● The problem:
Here is a block of records. Copy every line in it that includes "command".

[[ The data open ]]

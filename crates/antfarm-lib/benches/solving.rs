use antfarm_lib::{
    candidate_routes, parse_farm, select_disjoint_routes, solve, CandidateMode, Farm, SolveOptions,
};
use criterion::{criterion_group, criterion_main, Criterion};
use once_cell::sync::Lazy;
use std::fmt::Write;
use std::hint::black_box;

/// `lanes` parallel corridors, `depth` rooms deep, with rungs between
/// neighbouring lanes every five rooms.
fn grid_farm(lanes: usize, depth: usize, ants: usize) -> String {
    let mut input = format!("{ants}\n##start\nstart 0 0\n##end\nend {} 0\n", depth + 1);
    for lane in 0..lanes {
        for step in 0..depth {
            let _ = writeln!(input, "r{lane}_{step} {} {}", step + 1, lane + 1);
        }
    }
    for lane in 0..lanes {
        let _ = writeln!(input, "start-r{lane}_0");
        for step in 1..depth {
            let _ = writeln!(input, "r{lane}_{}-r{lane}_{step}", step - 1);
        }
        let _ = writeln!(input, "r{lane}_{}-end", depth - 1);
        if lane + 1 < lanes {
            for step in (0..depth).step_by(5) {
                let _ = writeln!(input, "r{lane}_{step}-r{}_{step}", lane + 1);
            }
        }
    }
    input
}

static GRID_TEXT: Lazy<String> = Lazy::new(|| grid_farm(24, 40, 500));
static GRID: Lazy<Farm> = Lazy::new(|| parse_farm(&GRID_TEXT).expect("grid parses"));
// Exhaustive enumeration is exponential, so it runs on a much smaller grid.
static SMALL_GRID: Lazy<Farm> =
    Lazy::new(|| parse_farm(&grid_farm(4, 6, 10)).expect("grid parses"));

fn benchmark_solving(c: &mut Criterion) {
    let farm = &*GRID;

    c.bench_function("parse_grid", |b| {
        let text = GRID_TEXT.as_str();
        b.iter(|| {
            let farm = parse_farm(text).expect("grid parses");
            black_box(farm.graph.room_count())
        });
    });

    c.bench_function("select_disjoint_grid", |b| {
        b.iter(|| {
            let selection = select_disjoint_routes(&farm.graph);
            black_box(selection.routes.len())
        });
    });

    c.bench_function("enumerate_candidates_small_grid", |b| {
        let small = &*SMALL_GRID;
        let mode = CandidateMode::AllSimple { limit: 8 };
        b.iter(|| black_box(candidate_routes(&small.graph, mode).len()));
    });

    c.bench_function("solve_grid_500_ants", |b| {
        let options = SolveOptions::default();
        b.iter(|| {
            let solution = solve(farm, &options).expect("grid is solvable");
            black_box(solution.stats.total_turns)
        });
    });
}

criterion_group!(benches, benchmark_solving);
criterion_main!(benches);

[[ The data closed ]]
[[ The data open ]]

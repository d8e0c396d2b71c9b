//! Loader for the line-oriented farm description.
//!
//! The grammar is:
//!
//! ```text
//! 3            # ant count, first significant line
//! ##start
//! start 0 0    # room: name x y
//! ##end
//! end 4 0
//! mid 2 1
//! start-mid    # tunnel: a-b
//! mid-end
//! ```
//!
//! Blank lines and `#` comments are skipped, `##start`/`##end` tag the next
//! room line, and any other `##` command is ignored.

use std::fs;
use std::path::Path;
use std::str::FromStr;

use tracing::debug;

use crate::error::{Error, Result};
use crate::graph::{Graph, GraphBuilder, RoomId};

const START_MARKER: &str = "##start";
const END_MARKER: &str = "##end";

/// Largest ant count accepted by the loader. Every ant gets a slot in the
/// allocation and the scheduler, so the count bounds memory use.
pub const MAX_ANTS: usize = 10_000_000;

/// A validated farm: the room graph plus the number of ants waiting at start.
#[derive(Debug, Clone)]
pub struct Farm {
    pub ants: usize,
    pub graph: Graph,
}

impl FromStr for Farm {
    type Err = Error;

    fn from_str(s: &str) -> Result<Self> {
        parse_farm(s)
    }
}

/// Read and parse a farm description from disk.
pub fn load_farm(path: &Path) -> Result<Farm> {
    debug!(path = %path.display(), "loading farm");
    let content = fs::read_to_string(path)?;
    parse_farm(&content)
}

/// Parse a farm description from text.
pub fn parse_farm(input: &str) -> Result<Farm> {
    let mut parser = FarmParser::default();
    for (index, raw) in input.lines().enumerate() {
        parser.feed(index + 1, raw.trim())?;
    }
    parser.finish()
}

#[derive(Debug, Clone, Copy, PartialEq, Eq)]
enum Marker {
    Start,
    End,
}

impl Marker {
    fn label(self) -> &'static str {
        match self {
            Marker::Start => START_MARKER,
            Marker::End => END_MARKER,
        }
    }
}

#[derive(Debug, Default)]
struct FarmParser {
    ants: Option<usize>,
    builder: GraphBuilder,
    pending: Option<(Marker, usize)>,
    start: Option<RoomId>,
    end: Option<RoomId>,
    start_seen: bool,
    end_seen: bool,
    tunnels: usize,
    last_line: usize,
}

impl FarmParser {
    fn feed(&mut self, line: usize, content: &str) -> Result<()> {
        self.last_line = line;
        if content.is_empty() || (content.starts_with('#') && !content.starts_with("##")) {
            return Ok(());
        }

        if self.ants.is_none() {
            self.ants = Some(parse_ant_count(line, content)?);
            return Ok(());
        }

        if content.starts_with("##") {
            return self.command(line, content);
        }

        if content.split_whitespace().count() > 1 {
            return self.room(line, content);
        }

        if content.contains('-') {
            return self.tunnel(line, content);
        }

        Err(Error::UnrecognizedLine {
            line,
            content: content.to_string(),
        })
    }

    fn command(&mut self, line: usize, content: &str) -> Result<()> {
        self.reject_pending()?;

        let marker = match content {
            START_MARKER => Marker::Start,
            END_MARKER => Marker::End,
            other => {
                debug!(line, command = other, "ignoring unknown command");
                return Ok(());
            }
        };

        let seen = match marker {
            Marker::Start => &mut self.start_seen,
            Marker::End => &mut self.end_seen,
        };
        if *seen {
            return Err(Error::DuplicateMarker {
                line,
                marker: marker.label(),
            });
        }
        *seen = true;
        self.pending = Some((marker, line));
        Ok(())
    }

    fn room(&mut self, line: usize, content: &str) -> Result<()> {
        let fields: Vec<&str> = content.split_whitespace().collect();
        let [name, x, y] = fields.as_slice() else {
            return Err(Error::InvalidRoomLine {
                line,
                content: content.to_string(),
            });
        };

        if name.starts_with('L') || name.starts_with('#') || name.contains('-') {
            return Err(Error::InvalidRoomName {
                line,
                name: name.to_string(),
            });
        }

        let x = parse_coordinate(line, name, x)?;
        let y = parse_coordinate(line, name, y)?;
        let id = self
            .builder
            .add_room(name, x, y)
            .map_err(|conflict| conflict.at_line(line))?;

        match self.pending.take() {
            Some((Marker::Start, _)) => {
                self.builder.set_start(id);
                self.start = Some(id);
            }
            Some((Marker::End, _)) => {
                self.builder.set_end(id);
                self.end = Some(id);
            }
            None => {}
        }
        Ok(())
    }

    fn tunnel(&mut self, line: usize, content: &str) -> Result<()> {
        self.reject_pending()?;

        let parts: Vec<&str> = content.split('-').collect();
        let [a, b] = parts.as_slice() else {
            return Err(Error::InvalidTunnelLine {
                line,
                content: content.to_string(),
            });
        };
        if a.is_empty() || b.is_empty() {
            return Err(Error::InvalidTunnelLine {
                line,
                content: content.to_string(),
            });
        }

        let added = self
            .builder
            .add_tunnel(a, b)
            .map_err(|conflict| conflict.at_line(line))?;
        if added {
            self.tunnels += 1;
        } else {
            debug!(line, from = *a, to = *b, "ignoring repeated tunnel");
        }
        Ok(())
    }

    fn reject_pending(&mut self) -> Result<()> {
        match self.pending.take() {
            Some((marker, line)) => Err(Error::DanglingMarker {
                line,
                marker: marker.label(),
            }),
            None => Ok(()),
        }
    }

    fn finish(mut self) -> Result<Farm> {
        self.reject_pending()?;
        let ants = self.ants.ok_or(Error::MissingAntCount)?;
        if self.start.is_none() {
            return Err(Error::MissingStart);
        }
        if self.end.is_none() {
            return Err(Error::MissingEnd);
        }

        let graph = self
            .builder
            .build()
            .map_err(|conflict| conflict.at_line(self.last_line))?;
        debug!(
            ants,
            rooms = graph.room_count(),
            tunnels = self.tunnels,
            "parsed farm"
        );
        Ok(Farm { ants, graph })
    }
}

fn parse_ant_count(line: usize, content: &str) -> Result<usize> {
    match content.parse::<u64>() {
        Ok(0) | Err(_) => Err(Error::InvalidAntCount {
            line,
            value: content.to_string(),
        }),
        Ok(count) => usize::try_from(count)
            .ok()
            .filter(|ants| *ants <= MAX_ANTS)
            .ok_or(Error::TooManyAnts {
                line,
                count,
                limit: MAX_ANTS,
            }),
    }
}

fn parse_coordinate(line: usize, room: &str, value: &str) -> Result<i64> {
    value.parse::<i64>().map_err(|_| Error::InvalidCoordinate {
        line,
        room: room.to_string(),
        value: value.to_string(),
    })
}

[[ The data closed ]]
[[ The data open ]]

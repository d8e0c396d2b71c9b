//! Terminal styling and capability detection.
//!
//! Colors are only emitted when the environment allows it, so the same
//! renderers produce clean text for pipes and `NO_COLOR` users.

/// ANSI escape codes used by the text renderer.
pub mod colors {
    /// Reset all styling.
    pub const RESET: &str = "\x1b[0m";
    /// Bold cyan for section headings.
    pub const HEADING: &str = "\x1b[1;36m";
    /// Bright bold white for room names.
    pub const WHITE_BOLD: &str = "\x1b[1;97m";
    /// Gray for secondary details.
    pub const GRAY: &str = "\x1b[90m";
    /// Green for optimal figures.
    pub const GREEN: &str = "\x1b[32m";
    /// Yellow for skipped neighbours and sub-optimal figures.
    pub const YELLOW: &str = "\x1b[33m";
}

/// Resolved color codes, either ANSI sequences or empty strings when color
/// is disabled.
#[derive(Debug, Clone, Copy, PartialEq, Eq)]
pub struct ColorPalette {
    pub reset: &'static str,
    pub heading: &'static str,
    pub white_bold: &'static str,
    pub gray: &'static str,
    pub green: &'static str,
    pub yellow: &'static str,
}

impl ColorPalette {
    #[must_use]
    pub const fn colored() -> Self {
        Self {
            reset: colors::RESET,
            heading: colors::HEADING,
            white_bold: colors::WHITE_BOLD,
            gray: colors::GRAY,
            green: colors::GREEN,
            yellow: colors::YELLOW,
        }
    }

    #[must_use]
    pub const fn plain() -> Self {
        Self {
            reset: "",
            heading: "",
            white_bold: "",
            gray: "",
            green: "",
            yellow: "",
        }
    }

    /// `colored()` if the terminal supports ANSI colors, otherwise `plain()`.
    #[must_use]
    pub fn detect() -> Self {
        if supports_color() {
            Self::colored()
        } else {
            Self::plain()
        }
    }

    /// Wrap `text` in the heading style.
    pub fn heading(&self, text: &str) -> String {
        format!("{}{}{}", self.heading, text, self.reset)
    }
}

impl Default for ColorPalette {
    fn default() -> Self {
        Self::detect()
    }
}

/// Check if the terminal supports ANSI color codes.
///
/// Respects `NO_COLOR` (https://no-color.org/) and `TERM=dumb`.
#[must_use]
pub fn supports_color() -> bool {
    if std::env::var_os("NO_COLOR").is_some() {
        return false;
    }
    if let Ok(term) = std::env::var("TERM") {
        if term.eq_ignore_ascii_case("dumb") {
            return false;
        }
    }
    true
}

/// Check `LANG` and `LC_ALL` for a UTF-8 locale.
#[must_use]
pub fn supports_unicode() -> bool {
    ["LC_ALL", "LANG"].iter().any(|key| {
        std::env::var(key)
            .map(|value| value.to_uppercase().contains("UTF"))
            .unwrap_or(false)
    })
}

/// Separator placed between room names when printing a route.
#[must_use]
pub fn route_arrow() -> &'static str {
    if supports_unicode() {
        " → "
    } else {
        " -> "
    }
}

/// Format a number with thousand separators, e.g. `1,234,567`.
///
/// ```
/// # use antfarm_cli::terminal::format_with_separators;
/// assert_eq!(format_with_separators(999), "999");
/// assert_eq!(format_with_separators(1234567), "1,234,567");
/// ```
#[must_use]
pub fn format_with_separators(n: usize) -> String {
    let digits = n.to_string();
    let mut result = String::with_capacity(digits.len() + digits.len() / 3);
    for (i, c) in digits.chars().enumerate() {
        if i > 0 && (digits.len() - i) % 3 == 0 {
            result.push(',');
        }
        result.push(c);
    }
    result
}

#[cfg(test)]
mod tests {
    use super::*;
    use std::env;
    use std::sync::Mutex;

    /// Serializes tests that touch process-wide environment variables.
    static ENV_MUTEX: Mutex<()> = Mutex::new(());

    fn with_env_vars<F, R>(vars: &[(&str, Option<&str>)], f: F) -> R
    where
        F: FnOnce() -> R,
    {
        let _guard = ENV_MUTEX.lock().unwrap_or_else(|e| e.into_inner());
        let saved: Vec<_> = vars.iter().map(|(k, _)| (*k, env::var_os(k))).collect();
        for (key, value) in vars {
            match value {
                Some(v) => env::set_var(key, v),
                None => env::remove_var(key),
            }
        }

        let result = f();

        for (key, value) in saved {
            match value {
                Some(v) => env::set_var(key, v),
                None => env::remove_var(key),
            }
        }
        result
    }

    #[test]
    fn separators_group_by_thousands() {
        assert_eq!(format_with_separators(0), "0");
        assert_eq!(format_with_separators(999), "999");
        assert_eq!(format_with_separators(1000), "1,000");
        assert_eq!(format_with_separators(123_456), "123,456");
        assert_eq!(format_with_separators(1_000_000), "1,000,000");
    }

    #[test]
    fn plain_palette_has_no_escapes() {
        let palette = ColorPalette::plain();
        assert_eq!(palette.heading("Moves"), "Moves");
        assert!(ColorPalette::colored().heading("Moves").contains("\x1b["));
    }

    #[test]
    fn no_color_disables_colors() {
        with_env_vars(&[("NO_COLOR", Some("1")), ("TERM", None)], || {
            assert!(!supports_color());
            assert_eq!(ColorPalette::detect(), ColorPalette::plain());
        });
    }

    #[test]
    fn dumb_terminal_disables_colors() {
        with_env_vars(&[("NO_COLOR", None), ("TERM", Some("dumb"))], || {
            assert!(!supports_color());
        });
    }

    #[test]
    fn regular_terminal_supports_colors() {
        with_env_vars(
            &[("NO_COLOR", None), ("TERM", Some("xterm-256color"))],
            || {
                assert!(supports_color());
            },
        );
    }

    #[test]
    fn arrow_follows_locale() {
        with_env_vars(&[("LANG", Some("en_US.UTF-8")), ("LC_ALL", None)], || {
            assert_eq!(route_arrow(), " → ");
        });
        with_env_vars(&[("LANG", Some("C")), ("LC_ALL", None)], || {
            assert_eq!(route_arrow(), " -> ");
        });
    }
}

[[ The data closed ]]

● Solution:
//! room line, and any other `##` command is ignored.
            return self.command(line, content);
    fn command(&mut self, line: usize, content: &str) -> Result<()> {
                debug!(line, command = other, "ignoring unknown command");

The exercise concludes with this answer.